# Your assignment
For the word "Wrapper", count the lines in the records below that include it and give only that number.

--- Provided information ---

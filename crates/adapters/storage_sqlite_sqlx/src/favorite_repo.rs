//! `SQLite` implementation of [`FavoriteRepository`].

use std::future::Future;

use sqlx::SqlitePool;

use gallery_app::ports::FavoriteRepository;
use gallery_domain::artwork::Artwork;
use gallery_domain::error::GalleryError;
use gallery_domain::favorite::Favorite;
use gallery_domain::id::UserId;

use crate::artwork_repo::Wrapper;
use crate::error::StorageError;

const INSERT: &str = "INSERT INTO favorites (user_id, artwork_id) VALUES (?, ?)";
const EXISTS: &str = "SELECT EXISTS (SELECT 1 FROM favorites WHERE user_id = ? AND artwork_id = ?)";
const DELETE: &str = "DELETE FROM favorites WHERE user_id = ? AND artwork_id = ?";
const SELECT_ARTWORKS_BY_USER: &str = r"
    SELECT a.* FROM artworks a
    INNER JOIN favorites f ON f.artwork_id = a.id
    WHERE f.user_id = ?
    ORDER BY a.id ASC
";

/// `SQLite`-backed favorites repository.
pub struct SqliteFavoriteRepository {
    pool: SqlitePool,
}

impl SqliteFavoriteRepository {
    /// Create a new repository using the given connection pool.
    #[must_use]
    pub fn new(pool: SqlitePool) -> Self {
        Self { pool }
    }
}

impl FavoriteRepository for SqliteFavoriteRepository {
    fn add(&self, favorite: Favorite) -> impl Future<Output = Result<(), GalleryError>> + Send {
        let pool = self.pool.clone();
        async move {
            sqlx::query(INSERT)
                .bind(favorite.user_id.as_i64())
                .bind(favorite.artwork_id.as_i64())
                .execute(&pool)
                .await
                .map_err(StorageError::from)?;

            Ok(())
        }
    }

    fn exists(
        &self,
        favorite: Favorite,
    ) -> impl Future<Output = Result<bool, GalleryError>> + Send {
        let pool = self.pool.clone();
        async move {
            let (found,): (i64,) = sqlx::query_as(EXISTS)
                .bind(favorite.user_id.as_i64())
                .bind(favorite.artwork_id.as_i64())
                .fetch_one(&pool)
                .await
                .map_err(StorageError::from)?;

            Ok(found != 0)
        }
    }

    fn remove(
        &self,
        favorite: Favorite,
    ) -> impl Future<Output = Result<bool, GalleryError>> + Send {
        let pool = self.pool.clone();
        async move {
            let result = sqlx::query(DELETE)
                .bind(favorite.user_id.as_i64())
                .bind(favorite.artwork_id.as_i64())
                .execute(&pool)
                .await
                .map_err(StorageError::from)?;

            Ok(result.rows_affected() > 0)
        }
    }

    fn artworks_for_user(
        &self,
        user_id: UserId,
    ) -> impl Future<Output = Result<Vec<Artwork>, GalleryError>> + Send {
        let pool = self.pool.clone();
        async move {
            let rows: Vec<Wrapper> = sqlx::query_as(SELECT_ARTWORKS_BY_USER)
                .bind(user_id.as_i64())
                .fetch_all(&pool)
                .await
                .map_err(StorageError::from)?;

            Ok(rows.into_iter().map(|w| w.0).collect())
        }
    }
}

---
--- Provided information ---

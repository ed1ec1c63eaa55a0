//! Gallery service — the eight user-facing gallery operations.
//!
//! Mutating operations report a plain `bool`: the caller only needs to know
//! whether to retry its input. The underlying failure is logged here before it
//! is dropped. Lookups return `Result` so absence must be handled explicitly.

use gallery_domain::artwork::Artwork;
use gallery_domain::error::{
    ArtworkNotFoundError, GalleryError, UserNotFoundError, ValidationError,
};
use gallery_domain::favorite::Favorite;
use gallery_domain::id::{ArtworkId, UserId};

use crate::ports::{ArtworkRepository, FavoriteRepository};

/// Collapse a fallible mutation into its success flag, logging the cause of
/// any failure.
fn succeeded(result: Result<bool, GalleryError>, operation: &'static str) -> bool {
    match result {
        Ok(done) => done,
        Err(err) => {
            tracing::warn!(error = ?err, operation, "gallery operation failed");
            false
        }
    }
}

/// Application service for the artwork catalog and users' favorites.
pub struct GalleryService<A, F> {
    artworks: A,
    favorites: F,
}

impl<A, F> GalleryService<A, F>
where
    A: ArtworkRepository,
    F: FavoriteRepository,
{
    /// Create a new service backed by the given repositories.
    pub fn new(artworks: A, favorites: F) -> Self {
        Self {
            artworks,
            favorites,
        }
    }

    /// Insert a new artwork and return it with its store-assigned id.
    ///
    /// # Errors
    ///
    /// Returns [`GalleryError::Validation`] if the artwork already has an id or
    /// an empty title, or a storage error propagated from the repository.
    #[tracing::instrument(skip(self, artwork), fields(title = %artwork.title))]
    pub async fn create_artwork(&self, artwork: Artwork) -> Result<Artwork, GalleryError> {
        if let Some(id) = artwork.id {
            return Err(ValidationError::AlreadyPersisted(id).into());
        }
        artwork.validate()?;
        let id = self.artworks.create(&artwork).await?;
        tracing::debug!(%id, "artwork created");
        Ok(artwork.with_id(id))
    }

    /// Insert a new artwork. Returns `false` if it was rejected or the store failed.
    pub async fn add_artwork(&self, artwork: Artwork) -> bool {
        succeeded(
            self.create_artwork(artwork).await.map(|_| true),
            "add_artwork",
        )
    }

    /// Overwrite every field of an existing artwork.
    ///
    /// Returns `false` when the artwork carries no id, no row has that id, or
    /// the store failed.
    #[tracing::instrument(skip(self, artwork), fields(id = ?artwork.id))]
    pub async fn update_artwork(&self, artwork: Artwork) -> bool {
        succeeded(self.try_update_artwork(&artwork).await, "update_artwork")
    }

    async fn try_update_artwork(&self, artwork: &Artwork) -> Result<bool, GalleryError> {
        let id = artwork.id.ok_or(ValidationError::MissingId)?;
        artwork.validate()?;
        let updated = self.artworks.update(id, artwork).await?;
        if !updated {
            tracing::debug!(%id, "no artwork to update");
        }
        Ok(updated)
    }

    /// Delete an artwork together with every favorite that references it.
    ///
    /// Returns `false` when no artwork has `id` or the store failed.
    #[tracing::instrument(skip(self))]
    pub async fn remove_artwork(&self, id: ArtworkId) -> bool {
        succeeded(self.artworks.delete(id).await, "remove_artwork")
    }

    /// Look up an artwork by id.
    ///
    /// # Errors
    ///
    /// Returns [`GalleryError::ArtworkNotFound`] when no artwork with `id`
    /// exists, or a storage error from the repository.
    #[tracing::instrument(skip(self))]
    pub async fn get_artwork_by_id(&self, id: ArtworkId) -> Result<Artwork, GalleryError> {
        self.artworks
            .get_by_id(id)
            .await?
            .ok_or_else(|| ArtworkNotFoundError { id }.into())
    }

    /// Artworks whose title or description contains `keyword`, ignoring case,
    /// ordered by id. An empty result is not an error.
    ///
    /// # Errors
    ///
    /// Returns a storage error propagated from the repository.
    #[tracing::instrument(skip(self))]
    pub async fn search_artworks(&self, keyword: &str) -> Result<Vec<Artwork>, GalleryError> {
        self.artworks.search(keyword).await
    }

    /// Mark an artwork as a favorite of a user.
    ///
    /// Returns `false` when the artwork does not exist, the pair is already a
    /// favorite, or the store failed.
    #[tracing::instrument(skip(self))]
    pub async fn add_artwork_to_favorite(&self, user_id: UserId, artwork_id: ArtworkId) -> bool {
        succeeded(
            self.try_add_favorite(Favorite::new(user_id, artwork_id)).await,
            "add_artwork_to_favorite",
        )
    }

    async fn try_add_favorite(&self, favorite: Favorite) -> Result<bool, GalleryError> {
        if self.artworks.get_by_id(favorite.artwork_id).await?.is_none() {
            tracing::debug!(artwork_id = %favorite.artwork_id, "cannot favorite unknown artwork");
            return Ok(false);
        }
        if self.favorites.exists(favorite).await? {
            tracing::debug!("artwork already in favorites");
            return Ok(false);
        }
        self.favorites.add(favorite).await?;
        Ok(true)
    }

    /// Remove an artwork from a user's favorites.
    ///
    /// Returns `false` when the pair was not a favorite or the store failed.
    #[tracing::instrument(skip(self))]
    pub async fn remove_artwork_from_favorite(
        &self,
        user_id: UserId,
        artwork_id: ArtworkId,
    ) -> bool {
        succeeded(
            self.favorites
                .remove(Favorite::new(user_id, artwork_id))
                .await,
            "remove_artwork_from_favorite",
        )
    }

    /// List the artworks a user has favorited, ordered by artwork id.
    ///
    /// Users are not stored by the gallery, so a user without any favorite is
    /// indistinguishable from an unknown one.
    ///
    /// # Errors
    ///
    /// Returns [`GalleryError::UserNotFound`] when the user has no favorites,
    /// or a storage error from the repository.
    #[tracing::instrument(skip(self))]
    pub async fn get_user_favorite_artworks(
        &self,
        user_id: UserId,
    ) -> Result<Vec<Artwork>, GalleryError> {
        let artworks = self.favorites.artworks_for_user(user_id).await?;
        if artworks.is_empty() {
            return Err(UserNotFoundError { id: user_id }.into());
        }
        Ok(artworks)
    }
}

---

# Solution
2